No cinema contemporâneo vemos um bom exemplo de como lidar com um “barulho social. No filme “Me chame pelo seu nome , do italiano Luca Guadagnino, não somente a beleza dos personagens, o cuidado com a música, fotografia e ambientação, mas o acolhimento familiar (inesperado) direcionam e não deixam que o foco num preconceito tão arraigado como a homossexualidade se perca nem se deteriore. Nossa visão é presenteada com o balanço de sombras e cores, e ajuda muito a seguir a jornada junto aos personagens que crescem e sofrem (ou vice-versa). Assistimos cenas fortes, extremas até certo ponto, se descontextualizadas, mas no ambiente lentamente criado são absolutamente necessárias e justificadas.
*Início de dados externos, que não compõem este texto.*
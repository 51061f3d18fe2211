//! Erase-based compaction for `BTreeSet`.
//!
//! A set cannot be compacted by moving elements, so the strategy is a
//! "last kept" key cursor: each scan step looks up the next key past the
//! cursor, rejects are removed on the spot, keeps advance the cursor.
//! A scope guard trims everything past the cursor if the predicate
//! unwinds, so the set never retains unscanned keys after a panic.
//!
//! The cursor holds keys by value, so elements must be `Clone` here.

use std::collections::BTreeSet;
use std::ops::Bound;

use crate::compact::InPlaceFilter;

struct EraseGuard<'c, T: Ord> {
    set: &'c mut BTreeSet<T>,
    last_kept: Option<T>,
    done: bool,
}

impl<T: Ord> EraseGuard<'_, T> {
    fn next_key(&self) -> Option<&T> {
        match &self.last_kept {
            None => self.set.iter().next(),
            Some(k) => self.set.range((Bound::Excluded(k), Bound::Unbounded)).next(),
        }
    }
}

impl<T: Ord> Drop for EraseGuard<'_, T> {
    fn drop(&mut self) {
        if self.done {
            return;
        }
        log::debug!("compaction unwinding; trimming keys past the retained cursor");
        match self.last_kept.take() {
            Some(k) => {
                let mut tail = self.set.split_off(&k);
                // split_off moved k itself into the tail; put it back.
                if let Some(kept) = tail.take(&k) {
                    self.set.insert(kept);
                }
            }
            None => self.set.clear(),
        }
    }
}

fn run<T, P>(set: &mut BTreeSet<T>, start: usize, mut pred: P)
where
    T: Ord + Clone,
    P: FnMut(&T) -> bool,
{
    let mut guard = EraseGuard { set, last_kept: None, done: false };
    let mut skipped = 0;
    loop {
        let Some(key) = guard.next_key().cloned() else {
            break;
        };
        if skipped < start {
            skipped += 1;
            guard.last_kept = Some(key);
        } else if pred(&key) {
            guard.last_kept = Some(key);
        } else {
            guard.set.remove(&key);
        }
    }
    guard.done = true;
}

impl<T: Ord + Clone> InPlaceFilter for BTreeSet<T> {
    type Item = T;

    fn filter_in_place_from<P>(&mut self, start: usize, pred: P)
    where
        P: FnMut(&T) -> bool,
    {
        run(self, start, pred);
    }
}
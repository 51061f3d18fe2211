//! RangeError: unified error type for range-views public APIs.
//!
//! Most protocol operations treat misuse (dereferencing an exhausted cursor,
//! comparing cursors from different owning ranges) as programming errors and
//! fail fast via assertions. The `try_*` constructors and queries that can
//! fail for data-dependent reasons return this type instead.

use thiserror::Error;

/// Unified error type for fallible range-views operations.
#[derive(Debug, Error, Clone, Copy, PartialEq, Eq)]
pub enum RangeError {
    /// A counting range was requested with its upper bound below its lower bound.
    #[error("reversed bounds: lower bound is above upper bound")]
    ReversedBounds,
    /// A computed size (e.g. a cartesian-product size) does not fit in `usize`.
    #[error("size overflow: computed range size exceeds usize")]
    SizeOverflow,
}
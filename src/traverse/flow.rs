//! Continue/break flow signal and the sink side of the push protocol.
//!
//! A [`Sink`] receives one element at a time and answers with a [`Flow`]
//! signal. Early termination is purely synchronous: every composing layer
//! checks the returned signal and hands it upward, so a `Break` from the
//! innermost consumer stops the outermost producer immediately.

/// Two-state signal returned by every sink invocation.
///
/// `Break` means "stop producing"; it must propagate through every level of
/// nested composition without buffering.
#[derive(Copy, Clone, Debug, PartialEq, Eq)]
#[must_use]
pub enum Flow {
    /// Keep producing elements.
    Continue,
    /// Stop immediately; no further elements are visited.
    Break,
}

impl Flow {
    #[inline]
    pub fn is_break(self) -> bool {
        matches!(self, Flow::Break)
    }

    #[inline]
    pub fn is_continue(self) -> bool {
        matches!(self, Flow::Continue)
    }
}

/// Callback receiving one element at a time.
///
/// `ALWAYS_CONTINUES` statically marks sinks that can never return
/// [`Flow::Break`]; producers may use it to elide the per-element signal check
/// on hot paths. A sink wrapping another sink must forward the flag.
pub trait Sink<T> {
    /// True when `accept` is statically known to always return `Continue`.
    const ALWAYS_CONTINUES: bool = false;

    /// Visit one element.
    fn accept(&mut self, item: T) -> Flow;
}

impl<T, S: Sink<T>> Sink<T> for &mut S {
    const ALWAYS_CONTINUES: bool = S::ALWAYS_CONTINUES;

    #[inline]
    fn accept(&mut self, item: T) -> Flow {
        (**self).accept(item)
    }
}

/// Sink over a breakable closure.
pub struct FnSink<F>(F);

impl<T, F: FnMut(T) -> Flow> Sink<T> for FnSink<F> {
    #[inline]
    fn accept(&mut self, item: T) -> Flow {
        (self.0)(item)
    }
}

/// Sink over an infallible closure; statically known to always continue.
pub struct EachSink<F>(F);

impl<T, F: FnMut(T)> Sink<T> for EachSink<F> {
    const ALWAYS_CONTINUES: bool = true;

    #[inline]
    fn accept(&mut self, item: T) -> Flow {
        (self.0)(item);
        Flow::Continue
    }
}

/// Wrap a `FnMut(T) -> Flow` closure as a breakable sink.
#[inline]
pub fn from_fn<F>(f: F) -> FnSink<F> {
    FnSink(f)
}

/// Wrap a `FnMut(T)` closure as an always-continuing sink.
#[inline]
pub fn each<F>(f: F) -> EachSink<F> {
    EachSink(f)
}

#[cfg(test)]
mod tests {
    use super::*;

    #[test]
    fn each_sink_always_continues() {
        let mut seen = Vec::new();
        let mut s = each(|x: i32| seen.push(x));
        assert!(s.accept(1).is_continue());
        assert!(s.accept(2).is_continue());
        fn flag<T, S: Sink<T>>(_: &S) -> bool {
            S::ALWAYS_CONTINUES
        }
        assert!(flag::<i32, _>(&s));
        drop(s);
        assert_eq!(seen, vec![1, 2]);
    }

    #[test]
    fn fn_sink_breaks() {
        let mut s = from_fn(|x: i32| if x > 1 { Flow::Break } else { Flow::Continue });
        assert!(s.accept(0).is_continue());
        assert!(s.accept(2).is_break());
        fn flag<T, S: Sink<T>>(_: &S) -> bool {
            S::ALWAYS_CONTINUES
        }
        assert!(!flag::<i32, _>(&s));
    }

    #[test]
    fn mut_ref_forwards_flag() {
        let mut s = each(|_: i32| {});
        fn flag<T, S: Sink<T>>(_: &S) -> bool {
            S::ALWAYS_CONTINUES
        }
        let r = &mut s;
        assert!(flag::<i32, _>(&r));
    }
}
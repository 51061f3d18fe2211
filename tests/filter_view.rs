//! Filter view behavior through both traversal protocols.

use range_views::prelude::*;

fn keep_even(n: &&i32) -> bool {
    **n % 2 == 0
}

#[test]
fn keep_even_over_one_to_twenty() {
    let v: Vec<i32> = (1..=20).collect();
    let evens: Vec<i32> = filter(SliceRange::new(&v), keep_even).iter().copied().collect();
    assert_eq!(evens, vec![2, 4, 6, 8, 10, 12, 14, 16, 18, 20]);
}

#[test]
fn stacked_filters_compose() {
    let v: Vec<i32> = (1..=20).collect();
    let coprime = filter(
        filter(
            filter(SliceRange::new(&v), |n: &&i32| **n % 2 != 0),
            |n: &&i32| **n % 3 != 0,
        ),
        |n: &&i32| **n % 5 != 0,
    );
    let survivors: Vec<i32> = coprime.iter().copied().collect();
    assert_eq!(survivors, vec![1, 7, 11, 13, 17, 19]);
}

#[test]
fn forward_equals_reversed_backward() {
    let v = vec![3, 8, 1, 4, 12, 7, 6, 9, 10];
    let f = filter(SliceRange::new(&v), keep_even);
    let fwd: Vec<i32> = f.iter().copied().collect();
    let mut bwd: Vec<i32> = f.iter().rev().copied().collect();
    bwd.reverse();
    assert_eq!(fwd, bwd);
}

#[test]
fn push_mode_matches_index_mode() {
    let v: Vec<i32> = (1..=20).collect();
    let f = filter(SliceRange::new(&v), keep_even);
    let indexed: Vec<i32> = f.iter().copied().collect();
    let mut pushed = Vec::new();
    for_each(&f, |n: &i32| pushed.push(*n));
    assert_eq!(indexed, pushed);
}

#[test]
fn push_mode_break_propagates_through_stack() {
    let v: Vec<i32> = (1..=20).collect();
    let f = filter(
        filter(SliceRange::new(&v), keep_even),
        |n: &&i32| **n % 3 == 0,
    );
    let mut seen = Vec::new();
    let flow = try_for_each(&f, |n: &i32| {
        seen.push(*n);
        if *n >= 12 { Flow::Break } else { Flow::Continue }
    });
    assert!(flow.is_break());
    assert_eq!(seen, vec![6, 12]);
}

#[test]
fn filter_over_iota_by_value() {
    let odds: Vec<u32> = filter(iota(0u32, 10u32), |n: &u32| n % 2 == 1).iter().collect();
    assert_eq!(odds, vec![1, 3, 5, 7, 9]);
}

#[test]
fn cursor_walks_kept_elements_only() {
    let v = vec![1, 2, 3, 4, 5, 6];
    let mut c = filter(SliceRange::new(&v), keep_even).cursor();
    assert_eq!(*c.get(), 2);
    c.advance();
    assert_eq!(*c.get(), 4);
    c.advance();
    assert_eq!(*c.get(), 6);
    c.retreat();
    assert_eq!(*c.get(), 4);
    c.advance();
    c.advance();
    assert!(c.at_end());
}
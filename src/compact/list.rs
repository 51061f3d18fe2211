//! Node-splicing compaction for `LinkedList`.
//!
//! Kept nodes are spliced back onto the already-scanned prefix via
//! `split_off` and `append`, so elements are never moved or copied.
//! On unwind the unscanned tail is a local list and simply drops, leaving
//! the original list holding exactly the retained elements.

use std::collections::LinkedList;
use std::mem;

use crate::compact::InPlaceFilter;

fn run<T, P>(list: &mut LinkedList<T>, start: usize, mut pred: P)
where
    P: FnMut(&T) -> bool,
{
    let start = start.min(list.len());
    // Count the leading run that stays put: the unconditional prefix plus
    // every kept element up to the first reject, one eval each.
    let mut prefix = start;
    for x in list.iter().skip(start) {
        if !pred(x) {
            break;
        }
        prefix += 1;
    }
    if prefix == list.len() {
        return;
    }
    let mut tail = list.split_off(prefix);
    // Head of the tail is the reject that ended the scan above.
    let _ = tail.pop_front();
    while let Some(front) = tail.front() {
        let keep = pred(front);
        let rest = tail.split_off(1);
        let mut node = mem::replace(&mut tail, rest);
        if keep {
            list.append(&mut node);
        }
    }
}

impl<T> InPlaceFilter for LinkedList<T> {
    type Item = T;

    fn filter_in_place_from<P>(&mut self, start: usize, pred: P)
    where
        P: FnMut(&T) -> bool,
    {
        run(self, start, pred);
    }
}

#[cfg(test)]
mod tests {
    use super::*;

    #[test]
    fn splices_kept_nodes() {
        let mut l: LinkedList<i32> = (0..10).collect();
        l.filter_in_place(|n| n % 2 == 0);
        assert_eq!(l.into_iter().collect::<Vec<_>>(), vec![0, 2, 4, 6, 8]);
    }

    #[test]
    fn all_kept_list_untouched() {
        let mut l: LinkedList<i32> = (0..4).collect();
        let mut evals = 0;
        l.filter_in_place(|_| {
            evals += 1;
            true
        });
        assert_eq!(evals, 4);
        assert_eq!(l.len(), 4);
    }

    #[test]
    fn start_prefix_skips_predicate() {
        let mut l: LinkedList<i32> = LinkedList::from([1, 1, 2, 3, 4]);
        l.filter_in_place_from(2, |n| n % 2 == 0);
        assert_eq!(l.into_iter().collect::<Vec<_>>(), vec![1, 1, 2, 4]);
    }

    #[test]
    fn panic_drops_unscanned_tail() {
        let mut l: LinkedList<i32> = LinkedList::from([2, 1, 4, 6, 8]);
        let res = std::panic::catch_unwind(std::panic::AssertUnwindSafe(|| {
            l.filter_in_place(|n| {
                if *n == 6 {
                    panic!("boom");
                }
                n % 2 == 0
            });
        }));
        assert!(res.is_err());
        assert_eq!(l.into_iter().collect::<Vec<_>>(), vec![2, 4]);
    }
}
E em se tratando de luz e sombras, o mestre Sebastiao Salgado produz fotos de paisagens, animais, cenas e tragédias. Sua Serra Pelada, suja, insalubre, violenta, ruidosa, mortal, vira um formigueiro longínquo, esteticamente tratado, com tons de cinza programados para cada bastonete de nossa retina. Uma infinidade de pontos que retira o ruído dos dados isolados. Alvo de críticas importantes, retrata pela primeira vez os índios Mentawai tendo uma lona ao fundo, considerada por alguns como um “cenário construído. Independente disso, o resultado é violentamente bonito. Tudo nele é agradável aos olhos, que abrem espaço para a crítica social adjacente (ou predominante). Não há disfarce, mas fluidez e elegância nos contrastes (literalmente) exacerbados.
De outra geração, o fenômeno Vik Muniz, que tive o prazer de encontrar em Cambridge e ouvir suas histórias fantásticas em Kendall Square, não economiza em dissonâncias. Sua arte é de um exímio designer, que mexe com o que encontra pela frente e produz sensações visuais. No seu caso, o contraste e ruído é bem mais explícito, como no “Lixo Extraordinário , onde recolhe dejetos e monta gigantescos afrescos fotografados de 10 metros de altura para produzir belíssimas imagens, com toda a mensagem social possível. É um politismo moderníssimo, que visto de perto machuca, afasta, nos obriga a desviar os olhos, mas tomando a distância crítica nos permite descansar os cones (tudo é muito colorido) e deixar aflorar a revolta pela iniquidade e pobreza extrema ainda presentes no nosso país.
A fotografia toca particularmente os oftalmologistas, por motivos óbvios. O olho comparado a uma máquina fotográfica, tendo a córnea como sua primeira lente, uma íris (e sua pupila) controladora da luminosidade e profundidade de foco, o cristalino que se move (um conjunto de lentes telescópicas) e a retina como o filme (hoje CCD). Seu produto (a visão) hoje exposto em telas ou impresso com “alta” definição em papel, plástico, tecido, canecas, etc. Lidamos com esse universo todo dia, e mesmo assim (ou talvez por isso mesmo), perdemos de foco que estamos tratando de um sentimento, a própria visão.
Técnicas diagnósticas e terapêuticas são somente ferramentas para devolver a homeostase (harmonia) entre os olhos e o cérebro. Somos valorizados pela qualidade de vida relacionada à visão, percebida (ou não) pelos pacientes. Nesse sentido poderemos experimentar, ir além dos limites anatômicos e discriminativos (como o menor ângulo visual) e nos aproximar da arte, como forma de entender esse sentido.